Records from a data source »
· · · · · · ·

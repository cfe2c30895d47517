//! Ondas Platform - peripheral contracts and control surface
//!
//! The instrument core touches hardware only through the four adapter
//! traits in this crate. Concrete drivers (the on-chip and I²C DACs, the
//! ADC bank, the detented encoder, the OLED controller) live with the
//! board support code; the core sees pure sinks and sources:
//!
//! - [`SampleSink`] - accepts one output frame per tick
//! - [`CvSource`] - samples the four control-voltage inputs
//! - [`Encoder`] - detented position and push-button level
//! - [`DisplayBackend`] - frame-buffered pixel operations on a 128×64
//!   monochrome panel
//!
//! On top of the contracts sit the pieces that drive them:
//!
//! - [`dac`] - the DAC code conversion laws shared by every sink
//! - [`ControlFsm`] - encoder motion and button events to state edits
//! - [`Rig`] - glue wiring state, engine, FSM, and adapters into the
//!   timer and main-loop execution contexts
//! - [`testing`] - deterministic in-memory adapters for tests and
//!   host-side development
//!
//! Adapter init failures are reported to the boot routine as
//! [`PlatformError`]; after init the core assumes adapters are live and
//! none of the per-tick operations can fail.
//!
//! # no_std Support
//!
//! This crate is `no_std` compatible. Disable the default `std` feature:
//!
//! ```toml
//! [dependencies]
//! ondas-platform = { version = "0.1", default-features = false }
//! ```

#![cfg_attr(not(feature = "std"), no_std)]

pub mod dac;
pub mod error;
pub mod fsm;
pub mod rig;
pub mod testing;

pub use dac::DacCodes;
pub use error::PlatformError;
pub use fsm::ControlFsm;
pub use rig::Rig;

use ondas_core::{CvFrame, Frame};

/// Sink for the per-tick output frame.
///
/// Implementations convert each channel with the laws in [`dac`] and
/// forward the codes to their converters: left/right to the two 8-bit
/// on-chip DACs, stereo and the seven per-partial outputs to 12-bit
/// converters. Addressing is the adapter's concern and fixed at init.
///
/// `write` is called from the timer context and must not block or
/// allocate.
pub trait SampleSink {
    /// Consumes one frame.
    fn write(&mut self, frame: &Frame);
}

/// Source of the four normalized control voltages.
///
/// Readings saturate into [0, 1]; an out-of-range or failed conversion is
/// reported as a clamped value, never as an error — the tick has no
/// failure path.
pub trait CvSource {
    /// Samples all four inputs.
    fn read(&mut self) -> CvFrame;
}

/// The detented rotary encoder with push-button.
///
/// `position` is a monotonic detent count except on device rollover,
/// which the driver is responsible for unwrapping. `button` returns the
/// debounced *level* (true = pressed); press/release timing and the
/// short/long classification belong to [`ControlFsm`], not the adapter.
pub trait Encoder {
    /// Current detent count.
    fn position(&mut self) -> i32;

    /// Current button level, true while pressed.
    fn button(&mut self) -> bool;
}

/// Frame-buffered pixel operations on the monochrome panel.
///
/// Coordinates are in pixels with the origin at the top-left;
/// out-of-range coordinates are ignored. Drawing accumulates in the
/// adapter's buffer until `present` pushes it to the panel.
pub trait DisplayBackend {
    /// Clears the frame buffer.
    fn clear(&mut self);

    /// Sets or clears one pixel.
    fn pixel(&mut self, x: i32, y: i32, on: bool);

    /// Fills an axis-aligned rectangle.
    fn rect(&mut self, x: i32, y: i32, w: i32, h: i32, on: bool);

    /// Draws a circle outline.
    fn circle(&mut self, cx: i32, cy: i32, r: i32, on: bool);

    /// Draws a text string at the given character size.
    fn text(&mut self, x: i32, y: i32, text: &str, size: u8);

    /// Pushes the frame buffer to the panel.
    fn present(&mut self);
}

· · · · · · ·

Activity » Set all the data down again, exactly as it reads above.

Written reply »
repository cfe2c30895d47517
//! Ondas Platform - peripheral contracts and control surface
//!
//! The instrument core touches hardware only through the four adapter
//! traits in this crate. Concrete drivers (the on-chip and I²C DACs, the
//! ADC bank, the detented encoder, the OLED controller) live with the
//! board support code; the core sees pure sinks and sources:
//!
//! - [`SampleSink`] - accepts one output frame per tick
//! - [`CvSource`] - samples the four control-voltage inputs
//! - [`Encoder`] - detented position and push-button level
//! - [`DisplayBackend`] - frame-buffered pixel operations on a 128×64
//!   monochrome panel
//!
//! On top of the contracts sit the pieces that drive them:
//!
//! - [`dac`] - the DAC code conversion laws shared by every sink
//! - [`ControlFsm`] - encoder motion and button events to state edits
//! - [`Rig`] - glue wiring state, engine, FSM, and adapters into the
//!   timer and main-loop execution contexts
//! - [`testing`] - deterministic in-memory adapters for tests and
//!   host-side development
//!
//! Adapter init failures are reported to the boot routine as
//! [`PlatformError`]; after init the core assumes adapters are live and
//! none of the per-tick operations can fail.
//!
//! # no_std Support
//!
//! This crate is `no_std` compatible. Disable the default `std` feature:
//!
//! ```toml
//! [dependencies]
//! ondas-platform = { version = "0.1", default-features = false }
//! ```

#![cfg_attr(not(feature = "std"), no_std)]

pub mod dac;
pub mod error;
pub mod fsm;
pub mod rig;
pub mod testing;

pub use dac::DacCodes;
pub use error::PlatformError;
pub use fsm::ControlFsm;
pub use rig::Rig;

use ondas_core::{CvFrame, Frame};

/// Sink for the per-tick output frame.
///
/// Implementations convert each channel with the laws in [`dac`] and
/// forward the codes to their converters: left/right to the two 8-bit
/// on-chip DACs, stereo and the seven per-partial outputs to 12-bit
/// converters. Addressing is the adapter's concern and fixed at init.
///
/// `write` is called from the timer context and must not block or
/// allocate.
pub trait SampleSink {
    /// Consumes one frame.
    fn write(&mut self, frame: &Frame);
}

/// Source of the four normalized control voltages.
///
/// Readings saturate into [0, 1]; an out-of-range or failed conversion is
/// reported as a clamped value, never as an error — the tick has no
/// failure path.
pub trait CvSource {
    /// Samples all four inputs.
    fn read(&mut self) -> CvFrame;
}

/// The detented rotary encoder with push-button.
///
/// `position` is a monotonic detent count except on device rollover,
/// which the driver is responsible for unwrapping. `button` returns the
/// debounced *level* (true = pressed); press/release timing and the
/// short/long classification belong to [`ControlFsm`], not the adapter.
pub trait Encoder {
    /// Current detent count.
    fn position(&mut self) -> i32;

    /// Current button level, true while pressed.
    fn button(&mut self) -> bool;
}

/// Frame-buffered pixel operations on the monochrome panel.
///
/// Coordinates are in pixels with the origin at the top-left;
/// out-of-range coordinates are ignored. Drawing accumulates in the
/// adapter's buffer until `present` pushes it to the panel.
pub trait DisplayBackend {
    /// Clears the frame buffer.
    fn clear(&mut self);

    /// Sets or clears one pixel.
    fn pixel(&mut self, x: i32, y: i32, on: bool);

    /// Fills an axis-aligned rectangle.
    fn rect(&mut self, x: i32, y: i32, w: i32, h: i32, on: bool);

    /// Draws a circle outline.
    fn circle(&mut self, cx: i32, cy: i32, r: i32, on: bool);

    /// Draws a text string at the given character size.
    fn text(&mut self, x: i32, y: i32, text: &str, size: u8);

    /// Pushes the frame buffer to the panel.
    fn present(&mut self);
}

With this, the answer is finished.